_Exercise requirements:_ Each line in the entries below that holds the string "PersonResponse" is to be listed.

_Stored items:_
* * * *

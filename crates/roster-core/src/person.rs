//! Person entity, its request/response DTOs, and the derived `age` field.

use std::str::FromStr as _;

use chrono::NaiveDate;
use serde::{Deserialize, Serialize};
use strum::{Display, EnumString};
use uuid::Uuid;

use crate::{
  repository::Entity,
  validate::{Validate, ValidationErrors, is_blank, is_email},
};

/// Average year length used when deriving an age from a birth date.
const DAYS_PER_YEAR: f64 = 365.25;

#[derive(
  Debug, Clone, Copy, PartialEq, Eq, Serialize, Deserialize, Display, EnumString,
)]
#[strum(ascii_case_insensitive)]
pub enum Gender {
  Male,
  Female,
  Other,
}

/// A stored person. Gender is kept as free text; country is a bare id that
/// is not checked against the country table.
#[derive(Debug, Clone, PartialEq, Eq, Serialize, Deserialize)]
pub struct Person {
  pub person_id:            Uuid,
  pub person_name:          String,
  pub email:                String,
  pub date_of_birth:        Option<NaiveDate>,
  pub gender:               Option<String>,
  pub country_id:           Option<Uuid>,
  pub address:              Option<String>,
  pub receive_news_letters: bool,
}

impl Entity for Person {
  fn id(&self) -> Uuid { self.person_id }
}

// ─── Requests ────────────────────────────────────────────────────────────────

/// Body for adding a person.
#[derive(Debug, Clone, Default, PartialEq, Eq, Serialize, Deserialize)]
pub struct PersonAddRequest {
  pub person_name:          Option<String>,
  pub email:                Option<String>,
  pub date_of_birth:        Option<NaiveDate>,
  pub gender:               Option<Gender>,
  pub country_id:           Option<Uuid>,
  pub address:              Option<String>,
  #[serde(default)]
  pub receive_news_letters: bool,
}

impl PersonAddRequest {
  pub(crate) fn into_person(self, person_id: Uuid) -> Person {
    Person {
      person_id,
      person_name:          self.person_name.unwrap_or_default(),
      email:                self.email.unwrap_or_default(),
      date_of_birth:        self.date_of_birth,
      gender:               self.gender.map(|g| g.to_string()),
      country_id:           self.country_id,
      address:              self.address,
      receive_news_letters: self.receive_news_letters,
    }
  }
}

impl Validate for PersonAddRequest {
  fn validate(&self) -> Result<(), ValidationErrors> {
    let mut errors = ValidationErrors::default();
    check_name_and_email(&mut errors, self.person_name.as_deref(), self.email.as_deref());
    errors.into_result()
  }
}

/// Body for replacing every mutable field of an existing person.
#[derive(Debug, Clone, Default, PartialEq, Eq, Serialize, Deserialize)]
pub struct PersonUpdateRequest {
  #[serde(default)]
  pub person_id:            Uuid,
  pub person_name:          Option<String>,
  pub email:                Option<String>,
  pub date_of_birth:        Option<NaiveDate>,
  pub gender:               Option<Gender>,
  pub country_id:           Option<Uuid>,
  pub address:              Option<String>,
  #[serde(default)]
  pub receive_news_letters: bool,
}

impl PersonUpdateRequest {
  /// Overwrite all mutable fields of `person`; the id is left alone.
  pub(crate) fn apply_to(self, person: &mut Person) {
    person.person_name = self.person_name.unwrap_or_default();
    person.email = self.email.unwrap_or_default();
    person.date_of_birth = self.date_of_birth;
    person.gender = self.gender.map(|g| g.to_string());
    person.country_id = self.country_id;
    person.address = self.address;
    person.receive_news_letters = self.receive_news_letters;
  }
}

impl Validate for PersonUpdateRequest {
  fn validate(&self) -> Result<(), ValidationErrors> {
    let mut errors = ValidationErrors::default();
    if self.person_id.is_nil() {
      errors.push("person_id", "Person Id is required");
    }
    check_name_and_email(&mut errors, self.person_name.as_deref(), self.email.as_deref());
    errors.into_result()
  }
}

fn check_name_and_email(
  errors: &mut ValidationErrors,
  name: Option<&str>,
  email: Option<&str>,
) {
  if is_blank(name) {
    errors.push("person_name", "Person name is required");
  }
  match email {
    e if is_blank(e) => errors.push("email", "Email is required"),
    Some(e) if !is_email(e) => errors.push("email", "Enter a valid email"),
    _ => {}
  }
}

// ─── Response ────────────────────────────────────────────────────────────────

/// A person as returned to callers, with `age` and `country_name` derived at
/// read time.
#[derive(Debug, Clone, PartialEq, Eq, Serialize, Deserialize)]
pub struct PersonResponse {
  pub person_id:            Uuid,
  pub person_name:          String,
  pub email:                String,
  pub date_of_birth:        Option<NaiveDate>,
  pub gender:               Option<String>,
  pub country_id:           Option<Uuid>,
  pub country_name:         Option<String>,
  pub address:              Option<String>,
  pub age:                  Option<u32>,
  pub receive_news_letters: bool,
}

impl PersonResponse {
  pub fn from_person(
    person: Person,
    country_name: Option<String>,
    today: NaiveDate,
  ) -> Self {
    Self {
      age: person.date_of_birth.and_then(|dob| age_on(dob, today)),
      person_id: person.person_id,
      person_name: person.person_name,
      email: person.email,
      date_of_birth: person.date_of_birth,
      gender: person.gender,
      country_id: person.country_id,
      country_name,
      address: person.address,
      receive_news_letters: person.receive_news_letters,
    }
  }

  /// Pre-fill an update payload from this response. Gender text that does not
  /// name a [`Gender`] is dropped.
  pub fn to_update_request(&self) -> PersonUpdateRequest {
    PersonUpdateRequest {
      person_id:            self.person_id,
      person_name:          Some(self.person_name.clone()),
      email:                Some(self.email.clone()),
      date_of_birth:        self.date_of_birth,
      gender:               self.gender.as_deref().and_then(|g| Gender::from_str(g).ok()),
      country_id:           self.country_id,
      address:              self.address.clone(),
      receive_news_letters: self.receive_news_letters,
    }
  }
}

/// Whole years between `dob` and `today`, counting 365.25 days per year.
/// `None` if `dob` is after `today`.
pub fn age_on(dob: NaiveDate, today: NaiveDate) -> Option<u32> {
  let days = (today - dob).num_days();
  if days < 0 {
    return None;
  }
  Some((days as f64 / DAYS_PER_YEAR).floor() as u32)
}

* * * *

_Output below:_
pub struct PersonResponse {
impl PersonResponse {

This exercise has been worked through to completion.